[[ Raw data open ]]

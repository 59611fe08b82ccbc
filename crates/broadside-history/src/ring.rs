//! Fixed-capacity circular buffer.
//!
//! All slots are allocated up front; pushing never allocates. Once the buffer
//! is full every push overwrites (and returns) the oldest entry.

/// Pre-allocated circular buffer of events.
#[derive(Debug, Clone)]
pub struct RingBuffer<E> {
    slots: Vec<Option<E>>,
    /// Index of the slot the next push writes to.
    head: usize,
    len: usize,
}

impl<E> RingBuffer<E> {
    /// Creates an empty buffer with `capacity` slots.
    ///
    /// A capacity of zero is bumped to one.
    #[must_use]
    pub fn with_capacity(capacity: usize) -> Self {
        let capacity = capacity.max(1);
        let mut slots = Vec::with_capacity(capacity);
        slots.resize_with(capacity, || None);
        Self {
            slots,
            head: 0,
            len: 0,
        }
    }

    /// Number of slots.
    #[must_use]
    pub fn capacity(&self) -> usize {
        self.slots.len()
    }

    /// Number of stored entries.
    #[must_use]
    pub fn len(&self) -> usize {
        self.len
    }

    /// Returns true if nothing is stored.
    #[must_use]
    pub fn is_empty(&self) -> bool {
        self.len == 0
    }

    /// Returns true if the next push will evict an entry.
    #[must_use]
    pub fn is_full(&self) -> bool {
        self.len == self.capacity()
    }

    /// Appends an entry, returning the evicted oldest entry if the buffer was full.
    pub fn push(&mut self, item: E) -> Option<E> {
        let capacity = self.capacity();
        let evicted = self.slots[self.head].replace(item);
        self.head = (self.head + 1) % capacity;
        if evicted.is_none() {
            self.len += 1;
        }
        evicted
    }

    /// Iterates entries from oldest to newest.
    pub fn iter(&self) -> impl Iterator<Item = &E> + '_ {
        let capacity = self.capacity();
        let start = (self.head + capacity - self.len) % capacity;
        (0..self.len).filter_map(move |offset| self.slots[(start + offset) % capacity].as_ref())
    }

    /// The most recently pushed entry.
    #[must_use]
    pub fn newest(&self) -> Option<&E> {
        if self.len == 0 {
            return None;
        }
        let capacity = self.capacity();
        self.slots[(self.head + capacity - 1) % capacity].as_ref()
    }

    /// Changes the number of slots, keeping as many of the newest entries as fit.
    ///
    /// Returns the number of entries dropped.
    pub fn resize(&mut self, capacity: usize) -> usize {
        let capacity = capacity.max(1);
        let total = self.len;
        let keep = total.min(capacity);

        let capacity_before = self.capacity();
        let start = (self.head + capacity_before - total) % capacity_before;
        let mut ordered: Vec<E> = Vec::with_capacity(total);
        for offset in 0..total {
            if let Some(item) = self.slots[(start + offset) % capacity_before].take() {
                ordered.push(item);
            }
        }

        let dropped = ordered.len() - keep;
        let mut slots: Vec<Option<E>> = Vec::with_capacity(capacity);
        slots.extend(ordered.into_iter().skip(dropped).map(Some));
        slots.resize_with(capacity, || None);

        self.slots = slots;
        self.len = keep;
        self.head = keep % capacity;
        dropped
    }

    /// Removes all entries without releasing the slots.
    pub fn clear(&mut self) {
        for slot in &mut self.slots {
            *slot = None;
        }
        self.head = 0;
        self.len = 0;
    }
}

[[ Raw data closed ]]
[[ Raw data open ]]

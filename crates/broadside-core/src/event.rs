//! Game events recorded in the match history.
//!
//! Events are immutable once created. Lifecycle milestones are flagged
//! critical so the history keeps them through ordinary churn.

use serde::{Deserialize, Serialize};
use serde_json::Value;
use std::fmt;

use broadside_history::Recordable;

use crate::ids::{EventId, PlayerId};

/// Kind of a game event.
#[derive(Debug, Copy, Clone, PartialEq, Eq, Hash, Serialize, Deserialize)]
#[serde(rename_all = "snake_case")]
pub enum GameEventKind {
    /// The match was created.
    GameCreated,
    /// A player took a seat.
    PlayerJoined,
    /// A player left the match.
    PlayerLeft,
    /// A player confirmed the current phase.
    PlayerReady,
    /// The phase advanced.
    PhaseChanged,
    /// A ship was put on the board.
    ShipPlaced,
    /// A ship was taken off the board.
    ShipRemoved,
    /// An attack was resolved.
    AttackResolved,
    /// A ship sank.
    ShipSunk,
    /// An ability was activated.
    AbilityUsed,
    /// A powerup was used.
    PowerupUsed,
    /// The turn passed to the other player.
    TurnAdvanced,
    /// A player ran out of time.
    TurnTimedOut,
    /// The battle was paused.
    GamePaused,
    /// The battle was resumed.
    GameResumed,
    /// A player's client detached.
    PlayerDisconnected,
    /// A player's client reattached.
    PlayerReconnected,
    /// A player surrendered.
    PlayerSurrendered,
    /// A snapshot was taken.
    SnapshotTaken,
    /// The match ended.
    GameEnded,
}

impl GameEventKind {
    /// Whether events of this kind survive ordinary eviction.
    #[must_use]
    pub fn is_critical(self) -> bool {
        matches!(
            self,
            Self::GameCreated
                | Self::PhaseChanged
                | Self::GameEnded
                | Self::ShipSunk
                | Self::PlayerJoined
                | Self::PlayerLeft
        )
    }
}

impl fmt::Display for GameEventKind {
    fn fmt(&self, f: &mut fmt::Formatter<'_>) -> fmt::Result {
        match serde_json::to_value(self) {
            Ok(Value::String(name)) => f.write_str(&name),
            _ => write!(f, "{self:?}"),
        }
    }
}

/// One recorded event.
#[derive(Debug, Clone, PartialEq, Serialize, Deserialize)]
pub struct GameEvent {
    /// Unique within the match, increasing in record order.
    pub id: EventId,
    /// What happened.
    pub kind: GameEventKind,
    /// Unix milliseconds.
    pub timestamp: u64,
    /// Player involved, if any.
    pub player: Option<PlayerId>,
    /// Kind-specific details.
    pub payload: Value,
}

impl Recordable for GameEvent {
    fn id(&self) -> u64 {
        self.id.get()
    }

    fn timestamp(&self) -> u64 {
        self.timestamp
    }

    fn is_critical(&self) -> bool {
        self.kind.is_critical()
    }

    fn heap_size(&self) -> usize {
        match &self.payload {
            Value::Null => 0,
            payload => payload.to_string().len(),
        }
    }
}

[[ Raw data closed ]]

Description of the task :: From the data above, copy out every line with the string "payload" in it.

Solution for this task ::
    pub payload: Value,
        match &self.payload {
            payload => payload.to_string().len(),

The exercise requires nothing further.